Individuals make their own choices. The WEAP site does not reflect the way I or others discuss ABA. Nor does this tell us anything about behavior analysts' ability to accept criticism.
"Interverbal, I stand by my statement. No replication has ever occurred outside one of Lovaas' inner circle of behaviorists and I disagree with you. This is Sparta!"
I acknowledge that with the specific wording you are right. Frankly, I think the point is worthless? My concern is that a replication exists at all, not who did it. Although, I notice once again that others also achieved statistical significance who were not in Lovaas' group.
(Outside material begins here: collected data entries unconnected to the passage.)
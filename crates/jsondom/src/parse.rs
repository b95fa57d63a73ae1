//! Building [`Value`] trees from parser events.

use jsondom_alloc::ResourceHandle;

use crate::array::Array;
use crate::error::{Error, Result};
use crate::object::Object;
use crate::parser::{Handler, ParseOptions, Parser};
use crate::string;
use crate::value::Value;

enum Node {
    Array(Array),
    Object {
        object: Object,
        pending_key: Option<std::string::String>,
    },
}

/// An event handler that assembles a [`Value`] tree on a chosen resource.
///
/// Containers nest through an explicit stack; strings and keys accumulate
/// their `*_part` prefixes in a scratch buffer until the completing event
/// arrives. Duplicate object keys are resolved first-occurrence-wins.
pub struct ValueBuilder {
    handle: ResourceHandle,
    stack: Vec<Node>,
    scratch: std::string::String,
    root: Option<Value>,
}

impl ValueBuilder {
    pub fn new(handle: ResourceHandle) -> Self {
        Self {
            handle,
            stack: Vec::new(),
            scratch: std::string::String::new(),
            root: None,
        }
    }

    /// The finished document. Fails with [`Error::Incomplete`] when no
    /// complete top-level value was delivered.
    pub fn into_value(self) -> Result<Value> {
        self.root.ok_or(Error::Incomplete)
    }

    fn place(&mut self, value: Value) -> Result<()> {
        match self.stack.last_mut() {
            None => self.root = Some(value),
            Some(Node::Array(array)) => array.push(value)?,
            Some(Node::Object {
                object,
                pending_key,
            }) => {
                let key = pending_key.take().ok_or(Error::Syntax)?;
                // keep the first occurrence, drop the newcomer
                object.try_insert(&key, value)?;
            }
        }
        Ok(())
    }
}

impl Handler for ValueBuilder {
    fn on_object_begin(&mut self) -> Result<()> {
        self.stack.push(Node::Object {
            object: Object::new_in(self.handle.clone()),
            pending_key: None,
        });
        Ok(())
    }

    fn on_object_end(&mut self) -> Result<()> {
        match self.stack.pop() {
            Some(Node::Object { object, .. }) => self.place(Value::from(object)),
            _ => Err(Error::Syntax),
        }
    }

    fn on_array_begin(&mut self) -> Result<()> {
        self.stack.push(Node::Array(Array::new_in(self.handle.clone())));
        Ok(())
    }

    fn on_array_end(&mut self) -> Result<()> {
        match self.stack.pop() {
            Some(Node::Array(array)) => self.place(Value::from(array)),
            _ => Err(Error::Syntax),
        }
    }

    fn on_key_part(&mut self, key: &str) -> Result<()> {
        self.scratch.push_str(key);
        Ok(())
    }

    fn on_key(&mut self, key: &str) -> Result<()> {
        self.scratch.push_str(key);
        let full = std::mem::take(&mut self.scratch);
        match self.stack.last_mut() {
            Some(Node::Object { pending_key, .. }) => {
                *pending_key = Some(full);
                Ok(())
            }
            _ => Err(Error::Syntax),
        }
    }

    fn on_string_part(&mut self, value: &str) -> Result<()> {
        self.scratch.push_str(value);
        Ok(())
    }

    fn on_string(&mut self, value: &str) -> Result<()> {
        self.scratch.push_str(value);
        let s = string::String::from_str_in(&self.scratch, self.handle.clone())?;
        self.scratch.clear();
        self.place(Value::from(s))
    }

    fn on_int64(&mut self, value: i64) -> Result<()> {
        self.place(Value::int64_in(value, self.handle.clone()))
    }

    fn on_uint64(&mut self, value: u64) -> Result<()> {
        self.place(Value::uint64_in(value, self.handle.clone()))
    }

    fn on_double(&mut self, value: f64) -> Result<()> {
        self.place(Value::float64_in(value, self.handle.clone()))
    }

    fn on_bool(&mut self, value: bool) -> Result<()> {
        self.place(Value::bool_in(value, self.handle.clone()))
    }

    fn on_null(&mut self) -> Result<()> {
        self.place(Value::null_in(self.handle.clone()))
    }
}

/// Parse a complete document on the default resource.
pub fn parse(input: impl AsRef<[u8]>) -> Result<Value> {
    parse_in(input, ResourceHandle::default())
}

/// Parse a complete document, allocating everything from `handle`.
pub fn parse_in(input: impl AsRef<[u8]>, handle: ResourceHandle) -> Result<Value> {
    parse_with_options(input, handle, ParseOptions::default())
}

/// Parse a complete document with explicit [`ParseOptions`].
pub fn parse_with_options(
    input: impl AsRef<[u8]>,
    handle: ResourceHandle,
    options: ParseOptions,
) -> Result<Value> {
    let mut parser = Parser::with_options(ValueBuilder::new(handle), options);
    parser.write_some(input.as_ref())?;
    parser.finish()?;
    parser.into_handler().into_value()
}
As to Sparta, I think I have demonstrated that behavior analysts can and do accept criticism when it is shown to have merit. You have not cogently argued this point. Instead you give an example of one center advertising in a way we would both disagree with.
Christschool, if you had argued that "sometimes behavior analysts incorrectly quote ABA science or autism science", then we would not be having this debate. We would be in total agreement. Instead you argued broadly that behavior analysis, is unscientific, a point you have massively failed to support. The best evidence you have for your original argument, that behavior analysis is unscientific (in other words that this is Sparta) are the dancing Spartan heads on your blog.